Collected data →

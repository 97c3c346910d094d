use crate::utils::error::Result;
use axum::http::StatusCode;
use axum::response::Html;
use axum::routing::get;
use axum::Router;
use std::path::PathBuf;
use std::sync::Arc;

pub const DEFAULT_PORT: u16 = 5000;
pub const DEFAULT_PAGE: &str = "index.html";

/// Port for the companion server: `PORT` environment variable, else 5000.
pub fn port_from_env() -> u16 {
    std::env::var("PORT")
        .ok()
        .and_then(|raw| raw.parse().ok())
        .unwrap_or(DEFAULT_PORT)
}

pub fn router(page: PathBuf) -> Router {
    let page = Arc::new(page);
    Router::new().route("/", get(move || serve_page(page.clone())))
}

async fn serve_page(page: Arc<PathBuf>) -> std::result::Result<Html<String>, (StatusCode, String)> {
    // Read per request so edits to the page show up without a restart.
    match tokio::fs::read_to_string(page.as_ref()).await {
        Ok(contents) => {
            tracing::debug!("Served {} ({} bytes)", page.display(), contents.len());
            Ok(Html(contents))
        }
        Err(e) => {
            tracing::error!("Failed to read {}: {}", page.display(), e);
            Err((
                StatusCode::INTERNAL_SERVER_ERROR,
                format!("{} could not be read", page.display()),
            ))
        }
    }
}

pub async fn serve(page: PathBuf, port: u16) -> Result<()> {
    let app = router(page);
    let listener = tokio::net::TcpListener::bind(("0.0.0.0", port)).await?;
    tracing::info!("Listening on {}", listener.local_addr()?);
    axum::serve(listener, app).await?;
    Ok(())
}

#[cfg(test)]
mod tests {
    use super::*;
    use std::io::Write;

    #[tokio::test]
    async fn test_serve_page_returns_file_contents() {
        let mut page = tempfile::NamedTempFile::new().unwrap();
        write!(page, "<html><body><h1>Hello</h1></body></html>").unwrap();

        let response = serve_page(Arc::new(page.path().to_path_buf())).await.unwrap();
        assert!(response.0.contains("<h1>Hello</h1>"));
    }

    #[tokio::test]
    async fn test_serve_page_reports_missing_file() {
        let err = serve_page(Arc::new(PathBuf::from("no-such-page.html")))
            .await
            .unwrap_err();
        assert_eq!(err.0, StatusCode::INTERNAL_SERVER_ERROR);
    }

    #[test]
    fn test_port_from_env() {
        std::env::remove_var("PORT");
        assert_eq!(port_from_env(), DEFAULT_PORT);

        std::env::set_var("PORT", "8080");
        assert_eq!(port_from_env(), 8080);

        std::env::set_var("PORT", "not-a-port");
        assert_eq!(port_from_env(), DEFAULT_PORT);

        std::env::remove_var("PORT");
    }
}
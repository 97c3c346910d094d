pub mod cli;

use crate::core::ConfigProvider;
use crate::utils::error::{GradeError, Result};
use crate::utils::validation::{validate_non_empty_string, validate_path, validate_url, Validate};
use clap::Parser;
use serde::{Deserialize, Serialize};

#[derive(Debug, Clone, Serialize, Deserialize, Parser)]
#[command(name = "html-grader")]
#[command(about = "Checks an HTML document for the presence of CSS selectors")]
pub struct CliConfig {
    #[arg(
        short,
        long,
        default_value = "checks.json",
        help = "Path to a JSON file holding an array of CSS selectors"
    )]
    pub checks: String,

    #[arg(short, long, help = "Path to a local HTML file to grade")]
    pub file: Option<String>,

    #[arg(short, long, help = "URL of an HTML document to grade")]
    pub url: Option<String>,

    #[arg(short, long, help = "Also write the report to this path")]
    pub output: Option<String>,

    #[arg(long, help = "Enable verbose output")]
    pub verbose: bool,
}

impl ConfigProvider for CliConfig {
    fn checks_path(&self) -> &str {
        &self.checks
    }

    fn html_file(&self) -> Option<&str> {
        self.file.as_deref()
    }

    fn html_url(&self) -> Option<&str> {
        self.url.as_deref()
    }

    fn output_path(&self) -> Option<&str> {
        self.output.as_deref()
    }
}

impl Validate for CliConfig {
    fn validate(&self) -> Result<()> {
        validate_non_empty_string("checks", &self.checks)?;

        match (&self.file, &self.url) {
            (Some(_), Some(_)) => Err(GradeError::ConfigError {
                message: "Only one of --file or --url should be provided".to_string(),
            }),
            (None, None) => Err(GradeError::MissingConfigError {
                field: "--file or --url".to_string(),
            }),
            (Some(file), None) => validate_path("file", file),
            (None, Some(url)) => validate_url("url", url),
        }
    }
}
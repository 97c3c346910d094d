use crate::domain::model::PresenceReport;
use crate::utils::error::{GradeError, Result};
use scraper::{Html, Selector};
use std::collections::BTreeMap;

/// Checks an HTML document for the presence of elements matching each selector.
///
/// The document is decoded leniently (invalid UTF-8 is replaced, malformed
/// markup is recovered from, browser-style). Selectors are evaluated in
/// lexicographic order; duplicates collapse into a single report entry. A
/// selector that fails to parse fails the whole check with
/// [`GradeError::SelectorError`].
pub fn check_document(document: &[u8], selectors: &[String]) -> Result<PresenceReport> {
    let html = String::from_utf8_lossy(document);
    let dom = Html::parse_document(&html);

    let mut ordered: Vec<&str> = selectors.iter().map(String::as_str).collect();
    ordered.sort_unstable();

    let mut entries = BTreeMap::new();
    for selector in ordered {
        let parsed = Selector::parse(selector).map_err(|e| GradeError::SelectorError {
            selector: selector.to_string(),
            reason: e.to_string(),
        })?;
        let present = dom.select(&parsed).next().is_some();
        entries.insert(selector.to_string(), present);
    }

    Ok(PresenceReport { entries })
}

==

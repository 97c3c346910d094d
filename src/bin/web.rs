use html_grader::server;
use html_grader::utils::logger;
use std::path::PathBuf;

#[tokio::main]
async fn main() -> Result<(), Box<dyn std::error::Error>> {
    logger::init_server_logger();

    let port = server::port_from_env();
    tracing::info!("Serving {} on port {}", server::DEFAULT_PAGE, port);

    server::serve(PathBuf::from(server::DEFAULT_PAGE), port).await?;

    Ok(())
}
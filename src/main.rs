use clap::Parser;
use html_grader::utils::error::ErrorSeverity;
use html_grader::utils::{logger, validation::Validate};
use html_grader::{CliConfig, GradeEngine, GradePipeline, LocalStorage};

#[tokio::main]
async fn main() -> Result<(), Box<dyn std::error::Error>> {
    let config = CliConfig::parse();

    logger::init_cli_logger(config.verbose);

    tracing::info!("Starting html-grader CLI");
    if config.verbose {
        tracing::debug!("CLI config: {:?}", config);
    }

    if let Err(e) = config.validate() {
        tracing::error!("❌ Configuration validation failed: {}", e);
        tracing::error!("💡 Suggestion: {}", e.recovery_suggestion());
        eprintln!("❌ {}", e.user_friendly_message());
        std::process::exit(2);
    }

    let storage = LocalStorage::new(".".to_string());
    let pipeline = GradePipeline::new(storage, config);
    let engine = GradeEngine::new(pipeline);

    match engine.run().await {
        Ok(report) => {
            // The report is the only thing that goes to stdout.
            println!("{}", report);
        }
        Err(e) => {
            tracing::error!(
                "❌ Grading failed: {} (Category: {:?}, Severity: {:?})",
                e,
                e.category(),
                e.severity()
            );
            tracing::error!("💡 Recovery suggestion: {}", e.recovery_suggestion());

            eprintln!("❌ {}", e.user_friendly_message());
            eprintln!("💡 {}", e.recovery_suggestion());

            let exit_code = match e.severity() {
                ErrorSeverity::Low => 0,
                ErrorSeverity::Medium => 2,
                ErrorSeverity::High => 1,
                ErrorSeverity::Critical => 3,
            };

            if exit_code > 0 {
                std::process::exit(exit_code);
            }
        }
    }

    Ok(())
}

Exercise goal →
Wherever a line of the data holds "axum", copy that line.

Exercise result →
use axum::http::StatusCode;
use axum::response::Html;
use axum::routing::get;
use axum::Router;
    axum::serve(listener, app).await?;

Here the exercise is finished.